===== Available data

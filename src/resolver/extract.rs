//! Photo URL extraction
//!
//! Pure mapping from a detail payload to a representative photo URL.

use serde_json::Value;

// == Extract Photo Url ==
/// Returns the first usable photo URL found at any of `pointers`.
///
/// A candidate must be a non-blank string that is either an absolute
/// http(s) URL or a root-relative path. Pointers are JSON pointers
/// (`/photos/0/url`); invalid or missing ones are skipped.
pub fn extract_photo_url<S: AsRef<str>>(payload: &Value, pointers: &[S]) -> Option<String> {
    pointers
        .iter()
        .filter_map(|pointer| payload.pointer(pointer.as_ref()))
        .filter_map(Value::as_str)
        .map(str::trim)
        .find(|candidate| looks_like_url(candidate))
        .map(str::to_string)
}

fn looks_like_url(candidate: &str) -> bool {
    if candidate.starts_with('/') {
        return candidate.len() > 1 && candidate != "//";
    }
    match url::Url::parse(candidate) {
        Ok(parsed) => matches!(parsed.scheme(), "http" | "https") && parsed.has_host(),
        Err(_) => false,
    }
}
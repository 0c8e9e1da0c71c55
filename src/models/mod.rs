//! Output models for the hydrator
//!
//! Serializable summaries of a finished hydration.

pub mod report;

// Re-export commonly used types
pub use report::{HydrationReport, ItemPhoto, PhotoStatus};
//! Hydration report
//!
//! Per-item outcome of a hydration plus session statistics, printed by the
//! command-line front end.

use serde::Serialize;

use crate::scheduler::{ContextStats, Hydration, HydrationMode, SchedulerContext};

/// Where an item's photo stands.
#[derive(Debug, Clone, Copy, PartialEq, Eq, Serialize)]
#[serde(rename_all = "snake_case")]
pub enum PhotoStatus {
    /// A photo URL was found
    Resolved,
    /// The lookup finished without a photo
    Absent,
    /// No outcome yet (not visible, owned elsewhere or over budget)
    Unknown,
}

/// One item's line in the report.
#[derive(Debug, Clone, Serialize)]
pub struct ItemPhoto {
    /// Item key
    pub key: String,
    /// Photo URL, or the fallback when none is known
    pub photo: String,
    pub status: PhotoStatus,
}

/// Summary of a hydration.
#[derive(Debug, Clone, Serialize)]
pub struct HydrationReport {
    pub mode: HydrationMode,
    /// Items in display order
    pub items: Vec<ItemPhoto>,
    pub resolved: usize,
    pub absent: usize,
    pub unknown: usize,
    pub stats: ContextStats,
}

impl HydrationReport {
    /// Builds a report from the current state of `hydration`.
    ///
    /// Items without a photo show `fallback`.
    pub fn new(hydration: &Hydration, ctx: &SchedulerContext, fallback: &str) -> Self {
        let items: Vec<ItemPhoto> = hydration
            .ordered()
            .into_iter()
            .map(|(key, photo)| {
                let status = match hydration.get(&key) {
                    Some(Some(_)) => PhotoStatus::Resolved,
                    Some(None) => PhotoStatus::Absent,
                    None => PhotoStatus::Unknown,
                };
                ItemPhoto {
                    key,
                    photo: photo.unwrap_or_else(|| fallback.to_string()),
                    status,
                }
            })
            .collect();

        let count = |wanted: PhotoStatus| items.iter().filter(|i| i.status == wanted).count();

        Self {
            mode: hydration.mode(),
            resolved: count(PhotoStatus::Resolved),
            absent: count(PhotoStatus::Absent),
            unknown: count(PhotoStatus::Unknown),
            items,
            stats: ctx.stats(),
        }
    }
}
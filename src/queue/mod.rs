//! Fetch Queue Module
//!
//! Background workers that run lookups with bounded concurrency.
//!
//! # Tasks
//! - Fetch workers: pull queued lookups in FIFO order, resolve them, record
//!   the outcome in the cache, then notify the requester

mod fetch_queue;

pub use fetch_queue::{Completion, FetchQueue, Outcome, QueueStats, QueuedRequest};
//! Photo Hydrator - command-line front end
//!
//! Eagerly hydrates the photo URLs of the slugs given on the command line
//! and prints a JSON report.

use std::sync::Arc;

use anyhow::{bail, Context};
use tokio::signal;
use tracing::{info, warn};
use tracing_subscriber::{layer::SubscriberExt, util::SubscriberInitExt};

use photo_hydrator::models::HydrationReport;
use photo_hydrator::{Config, HttpResolver, HydrationMode, SchedulerContext};

/// Main entry point.
///
/// # Startup Sequence
/// 1. Initialize tracing subscriber for logging
/// 2. Load configuration from environment variables
/// 3. Create the scheduler context with an HTTP resolver
/// 4. Hydrate the requested slugs
/// 5. Print the report once every lookup settles, or on Ctrl+C/SIGTERM
#[tokio::main]
async fn main() -> anyhow::Result<()> {
    // Defaults to "info" level, can be overridden with RUST_LOG env var
    tracing_subscriber::registry()
        .with(
            tracing_subscriber::EnvFilter::try_from_default_env()
                .unwrap_or_else(|_| "photo_hydrator=info".into()),
        )
        .with(tracing_subscriber::fmt::layer().with_writer(std::io::stderr))
        .init();

    let slugs: Vec<String> = std::env::args().skip(1).collect();
    if slugs.is_empty() {
        bail!("usage: photo_hydrator <slug>...");
    }

    let config = Config::from_env();
    info!(
        "Configuration loaded: max_concurrent={}, max_hydrate_limit={}, api_base_url={}",
        config.max_concurrent, config.max_hydrate_limit, config.api_base_url
    );

    let resolver = HttpResolver::from_config(&config).context("building HTTP resolver")?;
    let fallback = config.fallback_photo.clone();
    let ctx = SchedulerContext::create(config, Arc::new(resolver))
        .context("creating scheduler context")?;

    let hydration = ctx.hydrate(&slugs, HydrationMode::Eager);
    info!(items = slugs.len(), "Hydration started");

    tokio::select! {
        _ = hydration.idle() => {
            info!("All lookups settled");
        }
        _ = shutdown_signal() => {
            warn!("Interrupted, reporting partial results");
        }
    }

    let report = HydrationReport::new(&hydration, &ctx, &fallback);
    ctx.dispose();

    println!(
        "{}",
        serde_json::to_string_pretty(&report).context("serializing report")?
    );
    Ok(())
}

/// Waits for shutdown signal (Ctrl+C or SIGTERM).
async fn shutdown_signal() {
    let ctrl_c = async {
        if let Err(err) = signal::ctrl_c().await {
            warn!(error = %err, "Failed to install Ctrl+C handler");
            std::future::pending::<()>().await;
        }
    };

    #[cfg(unix)]
    let terminate = async {
        match signal::unix::signal(signal::unix::SignalKind::terminate()) {
            Ok(mut stream) => {
                stream.recv().await;
            }
            Err(err) => {
                warn!(error = %err, "Failed to install SIGTERM handler");
                std::future::pending::<()>().await;
            }
        }
    };

    #[cfg(not(unix))]
    let terminate = std::future::pending::<()>();

    tokio::select! {
        _ = ctrl_c => {
            info!("Received Ctrl+C, initiating shutdown...");
        }
        _ = terminate => {
            info!("Received SIGTERM, initiating shutdown...");
        }
    }
}
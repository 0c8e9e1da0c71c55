//! Cache Entry Module
//!
//! Defines the structure for individual cache entries with TTL support.
//! An entry records either a resolved photo URL or the fact that the lookup
//! failed; the two kinds age out under different TTLs.

use serde::{Deserialize, Serialize};

// == Cache Entry ==
/// Represents a single lookup outcome with its write time.
#[derive(Debug, Clone, PartialEq, Eq)]
pub struct CacheEntry {
    /// The lookup key (item slug)
    pub key: String,
    /// Resolved value, None when the lookup failed
    pub value: Option<String>,
    /// Write timestamp (Unix milliseconds)
    pub stored_at: u64,
    /// True when the last attempt produced no value
    pub failed: bool,
}

/// Storage form of an entry. The key lives in the storage name, not the body.
#[derive(Debug, Serialize, Deserialize)]
#[serde(rename_all = "camelCase")]
pub(crate) struct StoredEntry {
    pub value: Option<String>,
    pub stored_at: u64,
    pub failed: bool,
}

impl CacheEntry {
    // == Constructor ==
    /// Creates a new entry stamped at `now_ms`.
    ///
    /// `failed` is derived from the value: an absent value is a failure.
    pub fn new(key: impl Into<String>, value: Option<String>, now_ms: u64) -> Self {
        let failed = value.is_none();
        Self {
            key: key.into(),
            value,
            stored_at: now_ms,
            failed,
        }
    }

    // == Is Expired ==
    /// Checks if the entry has outlived `ttl_ms` at `now_ms`.
    ///
    /// Boundary condition: once the full TTL has elapsed the entry is expired,
    /// so validity is `now - stored_at < ttl`. A timestamp from the future
    /// (clock skew) counts as age zero.
    pub fn is_expired(&self, now_ms: u64, ttl_ms: u64) -> bool {
        now_ms.saturating_sub(self.stored_at) >= ttl_ms
    }

    // == Time To Live ==
    /// Returns remaining validity in milliseconds, 0 once expired.
    pub fn ttl_remaining_ms(&self, now_ms: u64, ttl_ms: u64) -> u64 {
        ttl_ms.saturating_sub(now_ms.saturating_sub(self.stored_at))
    }

    pub(crate) fn to_stored(&self) -> StoredEntry {
        StoredEntry {
            value: self.value.clone(),
            stored_at: self.stored_at,
            failed: self.failed,
        }
    }

    /// Rebuilds an entry from its stored form.
    ///
    /// Returns None for a successful entry without a value.
    pub(crate) fn from_stored(key: &str, stored: StoredEntry) -> Option<Self> {
        if !stored.failed && stored.value.is_none() {
            return None;
        }
        Some(Self {
            key: key.to_string(),
            // A failed entry never carries a value, whatever the body says.
            value: if stored.failed { None } else { stored.value },
            stored_at: stored.stored_at,
            failed: stored.failed,
        })
    }
}
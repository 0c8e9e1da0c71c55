//! Cache Statistics Module
//!
//! Tracks cache effectiveness: hits, negative hits, misses and write failures.

use serde::Serialize;

// == Cache Stats ==
/// Tracks cache performance metrics.
#[derive(Debug, Clone, Default, Serialize, PartialEq, Eq)]
pub struct CacheStats {
    /// Lookups served with a resolved value
    pub hits: u64,
    /// Lookups served from a still-valid failure entry
    pub negative_hits: u64,
    /// Lookups that found nothing usable
    pub misses: u64,
    /// Entries dropped on read because their TTL elapsed
    pub expired: u64,
    /// Entries dropped on read because they could not be decoded
    pub corrupt: u64,
    /// Successful writes to the backing storage
    pub writes: u64,
    /// Writes the backing storage rejected
    pub write_failures: u64,
}

impl CacheStats {
    // == Constructor ==
    /// Creates a new CacheStats with all counters at zero.
    pub fn new() -> Self {
        Self::default()
    }

    // == Hit Rate ==
    /// Calculates the share of lookups answered from cache, negative hits included.
    ///
    /// Returns 0.0 if no lookups have been made.
    pub fn hit_rate(&self) -> f64 {
        let served = self.hits + self.negative_hits;
        let total = served + self.misses;
        if total == 0 {
            0.0
        } else {
            served as f64 / total as f64
        }
    }

    pub fn record_hit(&mut self) {
        self.hits += 1;
    }

    pub fn record_negative_hit(&mut self) {
        self.negative_hits += 1;
    }

    pub fn record_miss(&mut self) {
        self.misses += 1;
    }

    // == Record Expired ==
    /// Counts an expired entry; the lookup itself is also a miss.
    pub fn record_expired(&mut self) {
        self.expired += 1;
        self.misses += 1;
    }

    // == Record Corrupt ==
    /// Counts an undecodable entry; the lookup itself is also a miss.
    pub fn record_corrupt(&mut self) {
        self.corrupt += 1;
        self.misses += 1;
    }

    pub fn record_write(&mut self) {
        self.writes += 1;
    }

    pub fn record_write_failure(&mut self) {
        self.write_failures += 1;
    }
}
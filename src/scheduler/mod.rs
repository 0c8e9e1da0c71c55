//! Hydration Scheduler Module
//!
//! Decides, per item, whether to serve a photo from cache, request a lookup
//! or leave a placeholder. A session-wide ledger guarantees that concurrent
//! hydrations of the same key share one lookup, and caps how much lazy work
//! a session may start.

mod context;
mod hydration;
mod item;
mod ledger;

pub use context::{ContextStats, SchedulerContext, SchedulerContextBuilder};
pub use hydration::{Hydration, HydrationMode, Results};
pub use item::HydrationItem;
pub use ledger::{Admission, HydrationLedger, LedgerStats};
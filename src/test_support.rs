//! Shared fixtures for unit tests.

use std::collections::{HashMap, HashSet};
use std::sync::atomic::{AtomicUsize, Ordering};
use std::sync::{Arc, Mutex};
use std::time::Duration;

use async_trait::async_trait;
use tokio::sync::Notify;

use crate::cache::{CacheStore, ManualClock, MemoryStore};
use crate::resolver::Resolver;

pub(crate) const SUCCESS_TTL_MS: u64 = 60_000;
pub(crate) const FAILED_TTL_MS: u64 = 5_000;
pub(crate) const STORAGE_PREFIX: &str = "photo-cache:";

/// Cache over in-memory storage, with handles on the storage and the clock.
pub(crate) fn create_store() -> (CacheStore, Arc<MemoryStore>, ManualClock) {
    let storage = Arc::new(MemoryStore::new());
    let clock = ManualClock::new(1_000_000);
    let store = CacheStore::new(
        storage.clone(),
        Arc::new(clock.clone()),
        STORAGE_PREFIX,
        SUCCESS_TTL_MS,
        FAILED_TTL_MS,
    );
    (store, storage, clock)
}

pub(crate) fn create_cache() -> CacheStore {
    create_store().0
}

/// Polls `cond` until it holds, failing the test after five seconds.
pub(crate) async fn wait_until(cond: impl Fn() -> bool) {
    tokio::time::timeout(Duration::from_secs(5), async {
        while !cond() {
            tokio::time::sleep(Duration::from_millis(1)).await;
        }
    })
    .await
    .expect("condition not reached in time");
}

/// Resolver that records every call and either waits for an explicit
/// release per key or sleeps a fixed delay.
pub(crate) struct GatedResolver {
    started: Mutex<Vec<String>>,
    gates: Mutex<HashMap<String, Arc<Notify>>>,
    failing: HashSet<String>,
    delay: Option<Duration>,
    current: AtomicUsize,
    peak: AtomicUsize,
}

impl GatedResolver {
    /// Every lookup blocks until `release(key)`.
    pub(crate) fn new() -> Self {
        Self {
            started: Mutex::new(Vec::new()),
            gates: Mutex::new(HashMap::new()),
            failing: HashSet::new(),
            delay: None,
            current: AtomicUsize::new(0),
            peak: AtomicUsize::new(0),
        }
    }

    /// Every lookup completes after `delay`.
    pub(crate) fn open_after(delay: Duration) -> Self {
        Self {
            delay: Some(delay),
            ..Self::new()
        }
    }

    /// Lookups for `keys` resolve to None.
    pub(crate) fn failing(mut self, keys: &[&str]) -> Self {
        self.failing = keys.iter().map(|k| k.to_string()).collect();
        self
    }

    pub(crate) fn release(&self, key: &str) {
        self.gate(key).notify_one();
    }

    pub(crate) fn started(&self) -> Vec<String> {
        self.started.lock().unwrap().clone()
    }

    pub(crate) fn calls_for(&self, key: &str) -> usize {
        self.started().iter().filter(|k| *k == key).count()
    }

    pub(crate) fn peak(&self) -> usize {
        self.peak.load(Ordering::SeqCst)
    }

    fn gate(&self, key: &str) -> Arc<Notify> {
        self.gates
            .lock()
            .unwrap()
            .entry(key.to_string())
            .or_default()
            .clone()
    }
}

#[async_trait]
impl Resolver for GatedResolver {
    async fn resolve(&self, key: &str) -> Option<String> {
        self.started.lock().unwrap().push(key.to_string());
        let now = self.current.fetch_add(1, Ordering::SeqCst) + 1;
        self.peak.fetch_max(now, Ordering::SeqCst);

        match self.delay {
            Some(delay) => tokio::time::sleep(delay).await,
            None => self.gate(key).notified().await,
        }

        self.current.fetch_sub(1, Ordering::SeqCst);
        if self.failing.contains(key) {
            None
        } else {
            Some(format!("https://cdn.example.com/{key}.jpg"))
        }
    }
}
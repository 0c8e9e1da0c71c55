//! Hydration items
//!
//! Anything that can name the key its photo is looked up by.

use std::borrow::Cow;

// == Hydration Item ==
/// An item whose photo is hydrated by key (usually its slug).
pub trait HydrationItem {
    fn hydration_key(&self) -> Cow<'_, str>;
}

impl HydrationItem for str {
    fn hydration_key(&self) -> Cow<'_, str> {
        Cow::Borrowed(self)
    }
}

impl HydrationItem for String {
    fn hydration_key(&self) -> Cow<'_, str> {
        Cow::Borrowed(self.as_str())
    }
}

impl<T: HydrationItem + ?Sized> HydrationItem for &T {
    fn hydration_key(&self) -> Cow<'_, str> {
        (**self).hydration_key()
    }
}

/// Collects the distinct, non-blank keys of `items`, keeping first-seen order.
pub(crate) fn collect_keys<I>(items: I) -> Vec<String>
where
    I: IntoIterator,
    I::Item: HydrationItem,
{
    let mut seen = std::collections::HashSet::new();
    items
        .into_iter()
        .filter_map(|item| {
            let key = item.hydration_key().trim().to_string();
            (!key.is_empty() && seen.insert(key.clone())).then_some(key)
        })
        .collect()
}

==========

Work instructions ▸ Only the lines above from the line containing "Cow::Borrowed(self.as_str())" through the line containing "keeping first-seen order." should be retyped, exactly and with both ends included.

Task output ▸
        Cow::Borrowed(self.as_str())
    }
}

impl<T: HydrationItem + ?Sized> HydrationItem for &T {
    fn hydration_key(&self) -> Cow<'_, str> {
        (**self).hydration_key()
    }
}

/// Collects the distinct, non-blank keys of `items`, keeping first-seen order.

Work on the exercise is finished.